Das OLG Oldenburg verneinte in seinem Urteil vom 24. April 2025 jeden Schadensersatz: Eine Kundin verlor 41.000 Euro durch Phishing, die Phishing-Mail trug aber eindeutige Warnsignale — unpersönliche Anrede, Rechtschreibfehler. Ein eigenständiges Organisationsversagen der Bank war nicht feststellbar. Demgegenüber fand das OLG Linz ein objektiv erkennbares Muster auf Transaktionsebene: 41 Überweisungen in 90 Minuten hätten ein funktionales Echtzeit-Monitoring unweigerlich auslösen sollen. Der entscheidende Unterschied ist das Vorhandensein eines bankseits erkennbaren Betrugsmusters, das eine eigenständige Pflichtwidrigkeit begründet. Ohne solch ein Muster greift die Schutzwirkung des OLG-Linz-Urteils nicht.

Was ist Fraud-Transaction-Monitoring, und welche Pflichten hat die Bank dabei?

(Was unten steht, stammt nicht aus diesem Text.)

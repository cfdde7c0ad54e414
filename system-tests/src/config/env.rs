// system-tests/src/config/env.rs
// ============================================================================
// Module: System Test Environment
// Description: Environment-backed configuration for system tests.
// Purpose: Centralize env parsing with strict UTF-8 validation.
// Dependencies: std
// ============================================================================

//! ## Overview
//! Environment values are parsed with strict UTF-8 enforcement to avoid silent
//! misconfiguration. Invalid UTF-8 fails closed.

// ============================================================================
// SECTION: Imports
// ============================================================================

use std::path::PathBuf;
use std::time::Duration;

// ============================================================================
// SECTION: Environment Constants
// ============================================================================

/// Base URL used when no override is set.
pub const DEFAULT_SYSTEM_TEST_BASE_URL: &str = "https://jsonplaceholder.typicode.com";

/// Environment keys for system test configuration.
#[derive(Debug, Clone, Copy, PartialEq, Eq)]
pub enum SystemTestEnv {
    /// Optional base URL override for the directory under test.
    BaseUrl,
    /// Optional timeout override in seconds (positive integer).
    TimeoutSeconds,
    /// Optional run root override for artifacts.
    RunRoot,
}

impl SystemTestEnv {
    /// Returns the canonical environment variable name.
    #[must_use]
    pub const fn as_str(self) -> &'static str {
        match self {
            Self::BaseUrl => "USER_DIRECTORY_SYSTEM_TEST_BASE_URL",
            Self::TimeoutSeconds => "USER_DIRECTORY_SYSTEM_TEST_TIMEOUT_SEC",
            Self::RunRoot => "USER_DIRECTORY_SYSTEM_TEST_RUN_ROOT",
        }
    }
}

// ============================================================================
// SECTION: Config Types
// ============================================================================

/// Typed system test configuration derived from environment variables.
#[derive(Debug, Clone, PartialEq, Eq)]
pub struct SystemTestConfig {
    /// Base URL of the directory under test.
    pub base_url: String,
    /// Optional request timeout override.
    pub timeout: Option<Duration>,
    /// Optional run root override.
    pub run_root: Option<PathBuf>,
}

impl Default for SystemTestConfig {
    fn default() -> Self {
        Self {
            base_url: DEFAULT_SYSTEM_TEST_BASE_URL.to_string(),
            timeout: None,
            run_root: None,
        }
    }
}

impl SystemTestConfig {
    /// Loads configuration from environment variables.
    ///
    /// # Errors
    ///
    /// Returns an error when an environment value is not valid UTF-8, is empty,
    /// or fails validation (for example, an invalid timeout or base URL).
    pub fn load() -> Result<Self, String> {
        let base_url = read_env_nonempty(SystemTestEnv::BaseUrl.as_str())?
            .map(|value| parse_base_url(SystemTestEnv::BaseUrl.as_str(), &value))
            .transpose()?
            .unwrap_or_else(|| DEFAULT_SYSTEM_TEST_BASE_URL.to_string());
        let timeout = read_env_nonempty(SystemTestEnv::TimeoutSeconds.as_str())?
            .map(|value| parse_timeout_seconds(SystemTestEnv::TimeoutSeconds.as_str(), &value))
            .transpose()?;
        let run_root = read_env_nonempty(SystemTestEnv::RunRoot.as_str())?.map(PathBuf::from);
        Ok(Self {
            base_url,
            timeout,
            run_root,
        })
    }

    /// Returns the effective timeout in milliseconds, falling back to `default`.
    #[must_use]
    pub fn timeout_ms_or(&self, default: Duration) -> u64 {
        let timeout = self.timeout.unwrap_or(default);
        u64::try_from(timeout.as_millis()).unwrap_or(u64::MAX)
    }
}

// ============================================================================
// SECTION: Helpers
// ============================================================================

/// Reads an environment variable and enforces UTF-8 validity.
///
/// # Errors
///
/// Returns an error when the environment variable contains invalid UTF-8.
pub fn read_env_strict(name: &str) -> Result<Option<String>, String> {
    std::env::var_os(name).map_or(Ok(None), |raw| {
        raw.into_string().map(Some).map_err(|_| format!("{name} must be valid UTF-8"))
    })
}

/// Reads an environment variable and rejects empty values.
///
/// # Errors
///
/// Returns an error when the variable is set but empty or whitespace.
fn read_env_nonempty(name: &str) -> Result<Option<String>, String> {
    match read_env_strict(name)? {
        Some(value) if value.trim().is_empty() => Err(format!("{name} must not be empty")),
        Some(value) => Ok(Some(value)),
        None => Ok(None),
    }
}

/// Parses a base URL override; only `http://` and `https://` are accepted.
///
/// # Errors
///
/// Returns an error when the value does not start with a supported scheme.
fn parse_base_url(name: &str, raw: &str) -> Result<String, String> {
    let trimmed = raw.trim();
    let rest = trimmed
        .strip_prefix("https://")
        .or_else(|| trimmed.strip_prefix("http://"))
        .ok_or_else(|| format!("{name} must start with http:// or https://"))?;
    if rest.is_empty() || rest.starts_with('/') {
        return Err(format!("{name} must name a host"));
    }
    Ok(trimmed.trim_end_matches('/').to_string())
}

/// Parses a positive timeout value from an environment variable string.
///
/// # Errors
///
/// Returns an error when the value is missing, non-numeric, or zero.
fn parse_timeout_seconds(name: &str, raw: &str) -> Result<Duration, String> {
    let trimmed = raw.trim();
    if trimmed.is_empty() {
        return Err(format!("{name} must be a positive integer number of seconds"));
    }
    let secs: u64 = trimmed
        .parse()
        .map_err(|_| format!("{name} must be a positive integer number of seconds"))?;
    if secs == 0 {
        return Err(format!("{name} must be greater than zero"));
    }
    Ok(Duration::from_secs(secs))
}
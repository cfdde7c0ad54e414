// crates/user-directory-schema/src/users.rs
// ============================================================================
// Module: Directory Record Schemas
// Description: Built-in schemas for user records and create payloads.
// Purpose: Provide the fixed shapes directory responses are checked against.
// Dependencies: crate::schema
// ============================================================================

//! ## Overview
//! [`user_schema`] describes a user record as served by the directory;
//! [`new_user_schema`] describes a well-formed create payload. Both are built
//! once per process and shared.

// ============================================================================
// SECTION: Imports
// ============================================================================

use std::sync::OnceLock;

use crate::schema::FieldType;
use crate::schema::ObjectSchema;
use crate::schema::Schema;

// ============================================================================
// SECTION: Schemas
// ============================================================================

/// Returns the user record schema.
///
/// Required: positive integer `id`; string `name`, `username`, `email`; an
/// `address` object with a string `city`. Other reference fields are typed when
/// present. Unknown fields are allowed.
#[must_use]
pub fn user_schema() -> &'static Schema {
    static SCHEMA: OnceLock<Schema> = OnceLock::new();
    SCHEMA.get_or_init(|| Schema::from(user_object()))
}

/// Returns the create-user payload schema (`name`, `username`, `email` strings).
///
/// The directory client never applies this schema; callers that want to
/// reject malformed payloads before submission validate against it first.
#[must_use]
pub fn new_user_schema() -> &'static Schema {
    static SCHEMA: OnceLock<Schema> = OnceLock::new();
    SCHEMA.get_or_init(|| {
        Schema::from(
            ObjectSchema::new()
                .required("name", FieldType::String)
                .required("username", FieldType::String)
                .required("email", FieldType::String),
        )
    })
}

/// Builds the declarative user record rules.
fn user_object() -> ObjectSchema {
    let geo =
        ObjectSchema::new().required("lat", FieldType::String).required("lng", FieldType::String);
    let address = ObjectSchema::new()
        .optional("street", FieldType::String)
        .optional("suite", FieldType::String)
        .required("city", FieldType::String)
        .optional("zipcode", FieldType::String)
        .optional("geo", FieldType::Object(geo));
    let company = ObjectSchema::new()
        .required("name", FieldType::String)
        .optional("catchPhrase", FieldType::String)
        .optional("bs", FieldType::String);
    ObjectSchema::new()
        .required("id", FieldType::PositiveInteger)
        .required("name", FieldType::String)
        .required("username", FieldType::String)
        .required("email", FieldType::String)
        .required("address", FieldType::Object(address))
        .optional("phone", FieldType::String)
        .optional("website", FieldType::String)
        .optional("company", FieldType::Object(company))
}
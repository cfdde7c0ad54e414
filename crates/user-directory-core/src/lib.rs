// crates/user-directory-core/src/lib.rs
// ============================================================================
// Module: User Directory Core Library
// Description: Domain model for the remote user directory.
// Purpose: Expose user records, lookup references, and client-side filters.
// Dependencies: serde
// ============================================================================

//! ## Overview
//! User Directory core defines the records returned by the remote directory
//! service and the identifiers callers use to look them up. It performs no
//! I/O; the HTTP client and schema validator build on these types.
//! Invariants:
//! - Records are read-only snapshots of what the remote service returned.
//! - [`UserRef`] values are passed through unvalidated.

// ============================================================================
// SECTION: Modules
// ============================================================================

pub mod identifiers;
pub mod user;

// ============================================================================
// SECTION: Re-Exports
// ============================================================================

pub use identifiers::UserRef;
pub use user::Address;
pub use user::Company;
pub use user::Geo;
pub use user::User;
pub use user::filter_by_city;
// crates/user-directory-client/src/lib.rs
// ============================================================================
// Module: User Directory Client Library
// Description: Blocking HTTP client for the remote user directory service.
// Purpose: Map list/get/filter/create operations onto single HTTP calls.
// Dependencies: user-directory-core, reqwest, serde, serde_json, thiserror
// ============================================================================

//! ## Overview
//! [`DirectoryClient`] translates four logical operations into HTTP calls
//! against an explicitly configured base URL and returns decoded results.
//! Every non-2xx status is surfaced as [`DirectoryError::Remote`]; the client
//! never retries, caches, or corrects what the service returns.
//! Invariants:
//! - Each operation performs exactly one network call.
//! - Response bodies are capped at the configured byte limit.
//! - Every request emits one [`DirectoryAuditEvent`] to the configured sink.

// ============================================================================
// SECTION: Modules
// ============================================================================

pub mod audit;
pub mod client;
pub mod error;

// ============================================================================
// SECTION: Re-Exports
// ============================================================================

pub use audit::DirectoryAuditEvent;
pub use audit::DirectoryAuditEventParams;
pub use audit::DirectoryAuditSink;
pub use audit::DirectoryFileAuditSink;
pub use audit::DirectoryNoopAuditSink;
pub use audit::DirectoryOperation;
pub use audit::DirectoryStderrAuditSink;
pub use audit::RequestOutcome;
pub use client::DEFAULT_BASE_URL;
pub use client::DEFAULT_MAX_RESPONSE_BYTES;
pub use client::DEFAULT_TIMEOUT_MS;
pub use client::DEFAULT_USER_AGENT;
pub use client::DirectoryClient;
pub use client::DirectoryClientConfig;
pub use client::DirectoryResponse;
pub use client::parse_base_url;
pub use error::DirectoryError;
// crates/user-directory-client/src/client.rs
// ============================================================================
// Module: Directory Client
// Description: Blocking client for the remote user directory.
// Purpose: Issue list/get/create calls and decode the service's answers.
// Dependencies: user-directory-core, reqwest, serde_json
// ============================================================================

//! ## Overview
//! [`DirectoryClient`] is bound to one base URL supplied through
//! [`DirectoryClientConfig`]; independent clients (for example, one aimed at a
//! local mock) coexist freely. The client holds no mutable state.
//! Invariants:
//! - Any non-2xx status, including 3xx (redirects are not followed), fails
//!   with [`DirectoryError::Remote`].
//! - Lookup references and create payloads are forwarded without validation.
//! - Bodies larger than `max_response_bytes` fail as transport errors.

// ============================================================================
// SECTION: Imports
// ============================================================================

use std::io::Read;
use std::sync::Arc;
use std::time::Duration;
use std::time::Instant;

use reqwest::Method;
use reqwest::Url;
use reqwest::blocking::Client;
use reqwest::blocking::Response;
use reqwest::redirect::Policy;
use serde_json::Map;
use serde_json::Value;
use user_directory_core::User;
use user_directory_core::UserRef;

use crate::audit::DirectoryAuditEvent;
use crate::audit::DirectoryAuditEventParams;
use crate::audit::DirectoryAuditSink;
use crate::audit::DirectoryNoopAuditSink;
use crate::audit::DirectoryOperation;
use crate::audit::RequestOutcome;
use crate::error::DirectoryError;

// ============================================================================
// SECTION: Constants
// ============================================================================

/// Base URL of the public reference directory.
pub const DEFAULT_BASE_URL: &str = "https://jsonplaceholder.typicode.com";
/// Collection path segment for user resources.
const USERS_SEGMENT: &str = "users";
/// Default request timeout in milliseconds.
pub const DEFAULT_TIMEOUT_MS: u64 = 10_000;
/// Default response body cap in bytes.
pub const DEFAULT_MAX_RESPONSE_BYTES: usize = 4 * 1024 * 1024;
/// Default user agent for outbound requests.
pub const DEFAULT_USER_AGENT: &str = "user-directory/0.1";

// ============================================================================
// SECTION: Configuration
// ============================================================================

/// Configuration for a [`DirectoryClient`].
///
/// # Invariants
/// - `base_url` must pass [`parse_base_url`].
/// - `timeout_ms` (when set) bounds the full request lifecycle; `None` disables it.
/// - `max_response_bytes` is a hard upper bound on response bodies.
#[derive(Debug, Clone, PartialEq, Eq)]
pub struct DirectoryClientConfig {
    /// Base URL of the directory service.
    pub base_url: String,
    /// Request timeout in milliseconds.
    pub timeout_ms: Option<u64>,
    /// User agent string for outbound requests.
    pub user_agent: String,
    /// Maximum response size allowed, in bytes.
    pub max_response_bytes: usize,
}

impl DirectoryClientConfig {
    /// Returns the default configuration aimed at `base_url`.
    #[must_use]
    pub fn for_base_url(base_url: impl Into<String>) -> Self {
        Self {
            base_url: base_url.into(),
            ..Self::default()
        }
    }
}

impl Default for DirectoryClientConfig {
    fn default() -> Self {
        Self {
            base_url: DEFAULT_BASE_URL.to_string(),
            timeout_ms: Some(DEFAULT_TIMEOUT_MS),
            user_agent: DEFAULT_USER_AGENT.to_string(),
            max_response_bytes: DEFAULT_MAX_RESPONSE_BYTES,
        }
    }
}

// ============================================================================
// SECTION: Responses
// ============================================================================

/// Status and decoded body of a successful directory call.
#[derive(Debug, Clone, PartialEq, Eq)]
pub struct DirectoryResponse {
    /// HTTP status code (always 2xx).
    pub status: u16,
    /// Decoded JSON body; `Null` when the body was empty.
    pub body: Value,
}

impl DirectoryResponse {
    /// Returns a top-level body field; `None` when absent or the body is not an object.
    #[must_use]
    pub fn field(&self, name: &str) -> Option<&Value> {
        self.body.get(name)
    }

    /// Returns a top-level string field.
    #[must_use]
    pub fn str_field(&self, name: &str) -> Option<&str> {
        self.field(name).and_then(Value::as_str)
    }

    /// Consumes the response and returns the body.
    #[must_use]
    pub fn into_body(self) -> Value {
        self.body
    }
}

// ============================================================================
// SECTION: Client
// ============================================================================

/// Blocking client for the user directory service.
pub struct DirectoryClient {
    /// Parsed base URL.
    base_url: Url,
    /// Response body cap in bytes.
    max_response_bytes: usize,
    /// HTTP client used for outbound requests.
    client: Client,
    /// Destination for per-request audit events.
    audit: Arc<dyn DirectoryAuditSink>,
}

impl DirectoryClient {
    /// Creates a client for the configured service.
    ///
    /// # Errors
    ///
    /// Returns [`DirectoryError::Config`] when the base URL is unusable or the
    /// HTTP client cannot be built.
    pub fn new(config: &DirectoryClientConfig) -> Result<Self, DirectoryError> {
        let base_url = parse_base_url(&config.base_url)?;
        let client = Client::builder()
            .timeout(config.timeout_ms.map(Duration::from_millis))
            .user_agent(config.user_agent.clone())
            .redirect(Policy::none())
            .build()
            .map_err(|err| DirectoryError::Config(format!("http client build failed: {err}")))?;
        Ok(Self {
            base_url,
            max_response_bytes: config.max_response_bytes,
            client,
            audit: Arc::new(DirectoryNoopAuditSink),
        })
    }

    /// Replaces the audit sink.
    #[must_use]
    pub fn with_audit_sink(mut self, sink: Arc<dyn DirectoryAuditSink>) -> Self {
        self.audit = sink;
        self
    }

    /// Returns the base URL this client targets.
    #[must_use]
    pub const fn base_url(&self) -> &Url {
        &self.base_url
    }

    /// Lists every user.
    ///
    /// # Errors
    ///
    /// Returns [`DirectoryError`] on transport failure, non-2xx status, or a
    /// body that is not a list of users.
    pub fn list_users(&self) -> Result<Vec<User>, DirectoryError> {
        self.list_users_raw()?.into_iter().map(decode_user).collect()
    }

    /// Lists every user as undecoded JSON records.
    ///
    /// # Errors
    ///
    /// Returns [`DirectoryError`] on transport failure, non-2xx status, or a
    /// body that is not a JSON array.
    pub fn list_users_raw(&self) -> Result<Vec<Value>, DirectoryError> {
        let url = self.endpoint(&[USERS_SEGMENT])?;
        let response = self.execute(DirectoryOperation::ListUsers, Method::GET, url, None)?;
        match response.body {
            Value::Array(records) => Ok(records),
            other => Err(DirectoryError::Decode(format!(
                "expected user list, got {}",
                json_kind(&other)
            ))),
        }
    }

    /// Fetches one user by caller-supplied reference.
    ///
    /// # Errors
    ///
    /// Returns [`DirectoryError::Remote`] when the service rejects the
    /// reference (typically 400 or 404), or another [`DirectoryError`] on
    /// transport or decode failure.
    pub fn get_user(&self, id: impl Into<UserRef>) -> Result<User, DirectoryError> {
        decode_user(self.get_user_raw(id)?)
    }

    /// Fetches one user as an undecoded JSON record.
    ///
    /// # Errors
    ///
    /// Returns [`DirectoryError`] on transport failure, non-2xx status, or an
    /// undecodable body.
    pub fn get_user_raw(&self, id: impl Into<UserRef>) -> Result<Value, DirectoryError> {
        let id = id.into();
        let segment = id.path_segment();
        let url = self.endpoint(&[USERS_SEGMENT, segment.as_ref()])?;
        Ok(self.execute(DirectoryOperation::GetUser, Method::GET, url, None)?.body)
    }

    /// Lists users whose `address.city` equals `city` exactly.
    ///
    /// Filtering is local; the service sees a plain listing request. Records
    /// without a string city are non-matches and are never decoded, so a
    /// malformed neighbour does not fail the call.
    ///
    /// # Errors
    ///
    /// Returns [`DirectoryError`] when the underlying listing fails or a
    /// matching record is not a valid user.
    pub fn users_in_city(&self, city: &str) -> Result<Vec<User>, DirectoryError> {
        self.list_users_raw()?
            .into_iter()
            .filter(|record| record_city(record) == Some(city))
            .map(decode_user)
            .collect()
    }

    /// Submits `fields` as a new user and returns the service's answer verbatim.
    ///
    /// No merging, defaulting, or validation is applied to `fields` or to the
    /// echoed body.
    ///
    /// # Errors
    ///
    /// Returns [`DirectoryError`] on transport failure, non-2xx status, or an
    /// undecodable body.
    pub fn create_user(
        &self,
        fields: &Map<String, Value>,
    ) -> Result<DirectoryResponse, DirectoryError> {
        let url = self.endpoint(&[USERS_SEGMENT])?;
        self.execute(DirectoryOperation::CreateUser, Method::POST, url, Some(fields))
    }

    /// Builds an endpoint URL by appending path segments to the base URL.
    fn endpoint(&self, segments: &[&str]) -> Result<Url, DirectoryError> {
        let mut url = self.base_url.clone();
        url.path_segments_mut()
            .map_err(|()| DirectoryError::Config("base url cannot carry a path".to_string()))?
            .pop_if_empty()
            .extend(segments);
        Ok(url)
    }

    /// Sends one request and records its audit event.
    fn execute(
        &self,
        operation: DirectoryOperation,
        method: Method,
        url: Url,
        payload: Option<&Map<String, Value>>,
    ) -> Result<DirectoryResponse, DirectoryError> {
        let started = Instant::now();
        let path = url.path().to_string();
        let mut trace = ExchangeTrace::default();
        let result = self.exchange(method.clone(), url, payload, &mut trace);
        let (outcome, error_kind) = match &result {
            Ok(_) => (RequestOutcome::Ok, None),
            Err(err) => (RequestOutcome::Error, Some(err.kind())),
        };
        self.audit.record(&DirectoryAuditEvent::new(DirectoryAuditEventParams {
            operation,
            method: method.as_str().to_string(),
            path,
            status: trace.status,
            outcome,
            error_kind,
            response_bytes: trace.response_bytes,
            latency_ms: u64::try_from(started.elapsed().as_millis()).unwrap_or(u64::MAX),
        }));
        result
    }

    /// Performs the HTTP exchange and classifies the response.
    fn exchange(
        &self,
        method: Method,
        url: Url,
        payload: Option<&Map<String, Value>>,
        trace: &mut ExchangeTrace,
    ) -> Result<DirectoryResponse, DirectoryError> {
        let mut request = self.client.request(method, url);
        if let Some(fields) = payload {
            request = request.json(fields);
        }
        let mut response =
            request.send().map_err(|err| DirectoryError::Transport(err.to_string()))?;
        let status = response.status();
        trace.status = Some(status.as_u16());
        let bytes = read_response_limited(&mut response, self.max_response_bytes)?;
        trace.response_bytes = bytes.len();
        if !status.is_success() {
            return Err(DirectoryError::Remote {
                status: status.as_u16(),
                body: String::from_utf8_lossy(&bytes).into_owned(),
            });
        }
        Ok(DirectoryResponse {
            status: status.as_u16(),
            body: decode_body(&bytes)?,
        })
    }
}

// ============================================================================
// SECTION: Helpers
// ============================================================================

/// Response facts captured for audit events, whether or not the call succeeds.
#[derive(Default)]
struct ExchangeTrace {
    /// HTTP status, once a response arrived.
    status: Option<u16>,
    /// Body bytes read.
    response_bytes: usize,
}

/// Parses and validates a directory base URL.
///
/// The URL must be absolute `http`/`https` with a host, and must not carry
/// credentials, a query, or a fragment.
///
/// # Errors
///
/// Returns [`DirectoryError::Config`] describing the first rule violated.
pub fn parse_base_url(raw: &str) -> Result<Url, DirectoryError> {
    let url = Url::parse(raw)
        .map_err(|err| DirectoryError::Config(format!("invalid base url {raw}: {err}")))?;
    if !matches!(url.scheme(), "http" | "https") {
        let scheme = url.scheme();
        return Err(DirectoryError::Config(format!(
            "base url must use http:// or https://, got {scheme}"
        )));
    }
    if !url.username().is_empty() || url.password().is_some() {
        return Err(DirectoryError::Config("base url credentials are not allowed".to_string()));
    }
    if url.host_str().is_none() || url.cannot_be_a_base() {
        return Err(DirectoryError::Config(format!("base url has no host: {raw}")));
    }
    if url.query().is_some() || url.fragment().is_some() {
        return Err(DirectoryError::Config(
            "base url must not carry a query or fragment".to_string(),
        ));
    }
    Ok(url)
}

/// Decodes a response body; an empty body decodes to `Null`.
fn decode_body(bytes: &[u8]) -> Result<Value, DirectoryError> {
    if bytes.iter().all(u8::is_ascii_whitespace) {
        return Ok(Value::Null);
    }
    serde_json::from_slice(bytes)
        .map_err(|err| DirectoryError::Decode(format!("invalid json body: {err}")))
}

/// Decodes one user record.
fn decode_user(record: Value) -> Result<User, DirectoryError> {
    serde_json::from_value(record)
        .map_err(|err| DirectoryError::Decode(format!("invalid user record: {err}")))
}

/// Returns `address.city` of a raw record when it is a string.
fn record_city(record: &Value) -> Option<&str> {
    record.pointer("/address/city").and_then(Value::as_str)
}

/// Returns a short label for the JSON value kind.
const fn json_kind(value: &Value) -> &'static str {
    match value {
        Value::Null => "null",
        Value::Bool(_) => "boolean",
        Value::Number(_) => "number",
        Value::String(_) => "string",
        Value::Array(_) => "array",
        Value::Object(_) => "object",
    }
}

/// Reads the response body while enforcing a byte limit.
fn read_response_limited(
    response: &mut Response,
    max_bytes: usize,
) -> Result<Vec<u8>, DirectoryError> {
    let max_bytes_u64 = u64::try_from(max_bytes)
        .map_err(|_| DirectoryError::Config("response size limit exceeds u64".to_string()))?;
    if let Some(expected) = response.content_length()
        && expected > max_bytes_u64
    {
        return Err(DirectoryError::Transport("response exceeds size limit".to_string()));
    }
    let mut buf = Vec::new();
    response
        .take(max_bytes_u64.saturating_add(1))
        .read_to_end(&mut buf)
        .map_err(|err| DirectoryError::Transport(format!("failed to read response: {err}")))?;
    if buf.len() > max_bytes {
        return Err(DirectoryError::Transport("response exceeds size limit".to_string()));
    }
    Ok(buf)
}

Fraud-Transaction-Monitoring bezeichnet die automatisierte Echtzeitüberwachung von Zahlungsvorgängen auf verdächtige Muster — etwa ungewöhnlich hohe Transaktionsfrequenzen, unbekannte Empfänger, atypische Beträge oder geografische Auffälligkeiten. Nach § 25h KWG sind Kreditinstitute verpflichtet, interne Sicherungsmaßnahmen und Transaktionsüberwachungssysteme vorzuhalten, um Straftaten zu erkennen und zu verhindern. Ob § 25h KWG als Schutzgesetz im Sinne von § 823 Abs. 2 BGB zugunsten einzelner Betrugsopfer einzustufen ist, ist höchstrichterlich noch nicht abschließend geklärt. Das OLG Linz hat diesen Weg über § 280 BGB beschritten: Das Monitoring-Versagen ist eine Verletzung vertraglicher Schutzpflichten aus dem Zahlungsdienstleistungsvertrag, die neben dem Kundenverschulden haftungsrelevant ist.

Einordnung

Das OLG-Linz-Urteil vom 29. April 2026 markiert einen weiteren Schritt in der europäischen Entwicklung hin zu einer stärkeren Risikoteilung zwischen Bank und Kunde bei Zahlungsbetrug. Es reiht sich ein in die BGH-Linie zu Warnpflichten (XI ZR 327/22) und OLG-Entscheidungen zur SCA-Mithaftung (OLG Dresden 8 U 1482/24), die jeweils das Organisationsverschulden der Bank als eigenständigen Haftungsgrund neben dem Kundenverschulden etablieren. Mit dem bevorstehenden EuGH-Urteil in der Rechtssache C-70/25 zum „Refund-first“-Prinzip und der PSD3/PSR-Reform, die erstmals eine Spoofing-Haftung für autorisierte Zahlungen einführen wird, dürfte sich diese Entwicklung weiter beschleunigen — mit unmittelbarer Auswirkung auf die Anspruchspraxis nach §§ 675u, 675v, 280 BGB in deutschen Verfahren.